Frequently Asked Questions

What is the IUPAC name of (4R)-2-amino-4-[1-[(2S)-butan-2-yl]-4-chloro-3-methylpyrazol-5-yl]-5-oxo-4,6,7,8-tetrahydrochromene-3-carbonitrile?

The IUPAC name of (4R)-2-amino-4-[1-[(2S)-butan-2-yl]-4-chloro-3-methylpyrazol-5-yl]-5-oxo-4,6,7,8-tetrahydrochromene-3-carbonitrile (CID 124876240) is (4R)-2-amino-4-[1-[(2S)-butan-2-yl]-4-chloro-3-methylpyrazol-5-yl]-5-oxo-4,6,7,8-tetrahydrochromene-3-carbonitrile.

What is the SMILES notation for (4R)-2-amino-4-[1-[(2S)-butan-2-yl]-4-chloro-3-methylpyrazol-5-yl]-5-oxo-4,6,7,8-tetrahydrochromene-3-carbonitrile?

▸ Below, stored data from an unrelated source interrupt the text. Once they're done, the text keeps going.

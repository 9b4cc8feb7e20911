//! Agent.
use super::{Env, Policy, Step};
use crate::record::Record;
use anyhow::Result;
use std::path::Path;

/// Represents a trainable policy on an environment.
pub trait Agent<E: Env>: Policy<E> {
    /// Set the policy to training mode.
    fn train(&mut self);

    /// Set the policy to evaluation mode.
    fn eval(&mut self);

    /// Return if it is in training mode.
    fn is_train(&self) -> bool;

    /// Feeds one environment step to the agent.
    ///
    /// The trainer calls this after every environment step so the agent can
    /// accumulate on-policy experience.
    fn observe(&mut self, step: &Step<E>);

    /// Performs an optimization step.
    fn opt(&mut self) {
        let _ = self.opt_with_record();
    }

    /// Performs an optimization step and returns some information.
    fn opt_with_record(&mut self) -> Record;

    /// Save the parameters of the agent in the given directory.
    ///
    /// This method commonly creates a number of files consisting the agent
    /// in the directory.
    fn save_params(&self, path: &Path) -> Result<()>;

    /// Load the parameters of the agent from the given directory.
    fn load_params(&mut self, path: &Path) -> Result<()>;
}
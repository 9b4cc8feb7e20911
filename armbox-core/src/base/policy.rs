//! Policy.
use super::Env;

/// A policy on an environment.
///
/// Policy is a mapping from an observation to an action.
/// The mapping can be either deterministic or stochastic.
pub trait Policy<E: Env> {
    /// Sample an action given an observation.
    fn sample(&mut self, obs: &E::Obs) -> E::Act;
}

The canonical SMILES for (4R)-2-amino-4-[1-[(2S)-butan-2-yl]-4-chloro-3-methylpyrazol-5-yl]-5-oxo-4,6,7,8-tetrahydrochromene-3-carbonitrile is CC[C@H](C)n1nc(C)c(Cl)c1[C@@H]1C(C#N)=C(N)OC2=C1C(=O)CCC2.

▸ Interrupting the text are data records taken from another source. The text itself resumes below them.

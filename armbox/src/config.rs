//! Run configurations for the command-line entry points.
use crate::agent::RandomSearchConfig;
use anyhow::Result;
use armbox_core::{trajectory::TrajectoryConfig, TrainerConfig};
use armbox_planar::{PlanarArmConfig, ReachEnvConfig};
use serde::{de::DeserializeOwned, Deserialize, Serialize};
use std::{
    fs::File,
    io::{BufReader, Write},
    path::Path,
};

fn load_yaml<T: DeserializeOwned>(path: impl AsRef<Path>) -> Result<T> {
    let file = File::open(path)?;
    let rdr = BufReader::new(file);
    Ok(serde_yaml::from_reader(rdr)?)
}

fn save_yaml<T: Serialize>(value: &T, path: impl AsRef<Path>) -> Result<()> {
    let mut file = File::create(path)?;
    file.write_all(serde_yaml::to_string(value)?.as_bytes())?;
    Ok(())
}

/// Configuration of a training run.
#[derive(Clone, Debug, Deserialize, Serialize)]
pub struct TrainSpec {
    /// Environment configuration.
    pub env: ReachEnvConfig,

    /// Agent configuration.
    pub agent: RandomSearchConfig,

    /// Trainer configuration.
    pub trainer: TrainerConfig,

    /// Number of episodes per evaluation.
    pub eval_episodes: usize,

    /// Random seed of the training environment.
    pub seed: u64,
}

impl Default for TrainSpec {
    fn default() -> Self {
        let env = ReachEnvConfig::default();
        let trainer = TrainerConfig::default()
            .max_opts(500)
            // Two full episodes per optimization step.
            .opt_interval(2 * env.max_episode_steps)
            .eval_interval(20)
            .save_interval(100)
            .flush_record_interval(20);
        Self {
            env,
            agent: RandomSearchConfig::default(),
            trainer,
            eval_episodes: 5,
            seed: 0,
        }
    }
}

impl TrainSpec {
    /// Constructs [`TrainSpec`] from a YAML file.
    pub fn load(path: impl AsRef<Path>) -> Result<Self> {
        load_yaml(path)
    }

    /// Saves [`TrainSpec`] as a YAML file.
    pub fn save(&self, path: impl AsRef<Path>) -> Result<()> {
        save_yaml(self, path)
    }
}

/// Configuration of an evaluation run.
#[derive(Clone, Debug, Deserialize, Serialize)]
pub struct EvalSpec {
    /// Environment configuration.
    pub env: ReachEnvConfig,

    /// Agent configuration; the architecture must match the saved parameters.
    pub agent: RandomSearchConfig,

    /// Directory the policy parameters are loaded from.
    pub model_dir: String,

    /// Number of evaluation episodes.
    pub n_episodes: usize,

    /// Random seed of the evaluation environment.
    pub seed: u64,
}

impl Default for EvalSpec {
    fn default() -> Self {
        Self {
            env: ReachEnvConfig::default(),
            agent: RandomSearchConfig::default(),
            model_dir: "output/reach".to_string(),
            n_episodes: 10,
            seed: 1,
        }
    }
}

impl EvalSpec {
    /// Constructs [`EvalSpec`] from a YAML file.
    pub fn load(path: impl AsRef<Path>) -> Result<Self> {
        load_yaml(path)
    }

    /// Saves [`EvalSpec`] as a YAML file.
    pub fn save(&self, path: impl AsRef<Path>) -> Result<()> {
        save_yaml(self, path)
    }
}

/// Configuration of a trajectory sampling run.
#[derive(Clone, Debug, Deserialize, Serialize, PartialEq)]
pub struct SampleSpec {
    /// Arm backend configuration.
    pub arm: PlanarArmConfig,

    /// Sampler configuration.
    pub trajectory: TrajectoryConfig,

    /// Random seed of the noise process.
    pub seed: u64,
}

impl Default for SampleSpec {
    fn default() -> Self {
        Self {
            arm: PlanarArmConfig::default(),
            trajectory: TrajectoryConfig::default(),
            seed: 42,
        }
    }
}

impl SampleSpec {
    /// Constructs [`SampleSpec`] from a YAML file.
    pub fn load(path: impl AsRef<Path>) -> Result<Self> {
        load_yaml(path)
    }

    /// Saves [`SampleSpec`] as a YAML file.
    pub fn save(&self, path: impl AsRef<Path>) -> Result<()> {
        save_yaml(self, path)
    }
}

#[cfg(test)]
mod tests {
    use super::*;
    use tempdir::TempDir;

    #[test]
    fn sample_spec_roundtrips_through_yaml() {
        let dir = TempDir::new("sample_spec").unwrap();
        let path = dir.path().join("sample.yaml");
        let spec = SampleSpec::default();
        spec.save(&path).unwrap();
        assert_eq!(SampleSpec::load(&path).unwrap(), spec);
    }
}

What is the InChIKey of (4R)-2-amino-4-[1-[(2S)-butan-2-yl]-4-chloro-3-methylpyrazol-5-yl]-5-oxo-4,6,7,8-tetrahydrochromene-3-carbonitrile?

The InChIKey is MGXQOFHRCFNDRF-LKFCYVNXSA-N. The full InChI is InChI=1S/C18H21ClN4O2/c1-4-9(2)23-17(16(19)10(3)22-23)14-11(8-20)18(21)25-13-7-5-6-12(24)15(13)14/h9,14H,4-7,21H2,1-3H3/t9-,14+/m0/s1.

What are the key properties of (4R)-2-amino-4-[1-[(2S)-butan-2-yl]-4-chloro-3-methylpyrazol-5-yl]-5-oxo-4,6,7,8-tetrahydrochromene-3-carbonitrile?

(4R)-2-amino-4-[1-[(2S)-butan-2-yl]-4-chloro-3-methylpyrazol-5-yl]-5-oxo-4,6,7,8-tetrahydrochromene-3-carbonitrile has a molecular weight of 360.85 g/mol, XLogP of 3.63, 3 rotatable bonds, 1 hydrogen bond donors, and 6 hydrogen bond acceptors.

Where does this data come from?

All data for (4R)-2-amino-4-[1-[(2S)-butan-2-yl]-4-chloro-3-methylpyrazol-5-yl]-5-oxo-4,6,7,8-tetrahydrochromene-3-carbonitrile is sourced from PubChem (CID 124876240), the world's largest open chemistry database maintained by the National Library of Medicine (NIH).